Si conviene anche sul fatto che gli incentivi all'adesione non devono avere soltanto natura fiscale o finanziaria ma anche "reale": certezza della normativa; flessibilità nel rispetto della finalità previdenziale; impegno nella costruzione di una "cultura" previdenziale che rimane ancora molto bassa; etc. (2). Ma proprio per questo motivo le "energie" si sarebbero dovute profondere in altre direzioni che non nel fondo per le infrastrutture (es.: come si può far partire il countdown del silenzio assenso, se si attende ancora la riforma della fiscalità dei pilastri privati?).
 
L'ultima parte dell'articolo sviluppa considerazioni sui costi di smobilizzo del TFR, distinguendo le medie-grandi imprese (più di 50 addetti) dalle piccole (da 10 a 49) e dalle micro (meno di 10).
 
Per quanto riguarda le medie-grandi imprese, è vero che nei primi anni di smobilizzo le attuali agevolazioni farebbero emergere addirittura un guadagno (3), ma a nostro avviso enunciare così questo risultato è fuorviante: è errato valutare il guadagno nell'immediato (nel "breve-medio termine"), perché i calcoli sull'adeguatezza delle compensazioni devono essere complessivi, cioè riferirsi a tutta la durata del rapporto di lavoro (i confronti devono avvenire sulle medie finanziarie).
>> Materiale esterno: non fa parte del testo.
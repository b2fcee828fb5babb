//! Data model for the remote store's metadata responses
//!

pub mod entry;
pub mod stat;

pub use crate::model::entry::{Entry, EntryKind};
pub use crate::model::stat::Stat;

use crate::constants::PATH_SEPARATOR;

/// Last segment of an absolute path; the root keeps its separator.
pub fn display_name(path: &str) -> &str {
    match path.rsplit(PATH_SEPARATOR).next() {
        Some(name) if !name.is_empty() => name,
        _ => path,
    }
}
Se così si procede, guadagni possono emergere soltanto in alcuni scenari con carriera (presso uno stesso datore) non superiore a 5 anni e per ammontari dell'ordine di centesimi di punto percentuale di retribuzione annua lorda. Certo non tali da farne un ennesimo "pomo della discordia" a discapito del destino della previdenza privata.
 
Ma a prescindere da quest'ultima osservazione, a nostro giudizio il dibattito dovrebbe tentare di guardare oltre l'attuale impostazione delle compensazioni. Se si esclude l'esonero dal versamento al fondo di garanzia del TFR (nella misura in cui lo stesso TFR va ad esaurimento), le altre due voci previste non hanno piena valenza strutturale (4): non l'esonero dai contributi alla Gestione prestazioni temporanee dei lavoratori dipendenti (GPT) dell'INPS, che eroga proprio quelle prestazioni assicurative-assistenziali che anzi andrebbero rafforzate e svincolate dal rapporto di lavoro (estese alla cittadinanza); non la deducibilità aggiuntiva ai fini IRES-IRAP, che rimanda all'extrema-ratio della fiscalità generale rinunciando a creare un nuovo equilibrio tra le funzioni di competenza del pubblico e le risorse a loro finanziamento. Ci si riferisce, in particolare, all'equilibrio nascente dalla trasformazione multipilastro del sistema pensionistico, che dovrebbe permettere di spostare risorse pubbliche dalle pensioni alle altre voci di welfare, più che compensando la riduzione del tasso di sostituzione delle pensioni pubbliche con l'apporto dei pilastri privati (è la ratio stessa della diversificazione tra pilastri). E' alla luce di queste considerazioni che abbiamo avanzato la proposta di sostituire le attuali compensazioni con una riduzione dei contributi previdenziali a carico del datore per ciascuno dei dipendenti che smobilizzerà il TFR verso la previdenza privata, e con effetto sull'ammontare della pensione pubblica (5).
 
Per quanto riguarda le micro e le piccole imprese, non ci siamo "dimenticati" di loro; sono una troppo importante realtà nel contesto italiano. Abbiamo prospettato una soluzione concreta per permettere loro un adeguamento graduale, senza strappi e senza creare improvvise condizioni di potere di mercato agli intermediari bancari e finanziari: in aggiunta alla compensazione tramite decontribuzione previdenziale (la proposta precedente), un periodo di transizione di 5-7 anni, durante il quale (a richiesta del lavoratore) sono smobilizzabili percentuali massime crescenti dei flussi di TFR (ad esempio: dal 20 al 100 per cento in 5 anni, oppure dal 14 al 100 per cento in 7 anni).
 
In aggiunta, abbiamo proposto anche la possibilità di escludere dallo smobilizzo, solo per le micro e piccole imprese, i dipendenti al di sopra di una certa anzianità di contribuzione al pilastro pubblico, che sono quelli per più anni rientranti nel vecchio generoso sistema di calcolo retributivo e, quindi, meno bisognosi di avviare programmi di risparmio previdenziale privati. Una proposta che mette al riparo da "sottrazioni improvvise" di liquidità che potrebbero creare squilibri di gestione. Se una soluzione del genere fosse stata inaugurata 15 anni fa, quando si è entrati nel vivo del dibattito sulla previdenza integrativa, la transizione avrebbe potuto essere anche più lunga e molto più graduale. Non si dovrebbe perdere altro tempo prezioso.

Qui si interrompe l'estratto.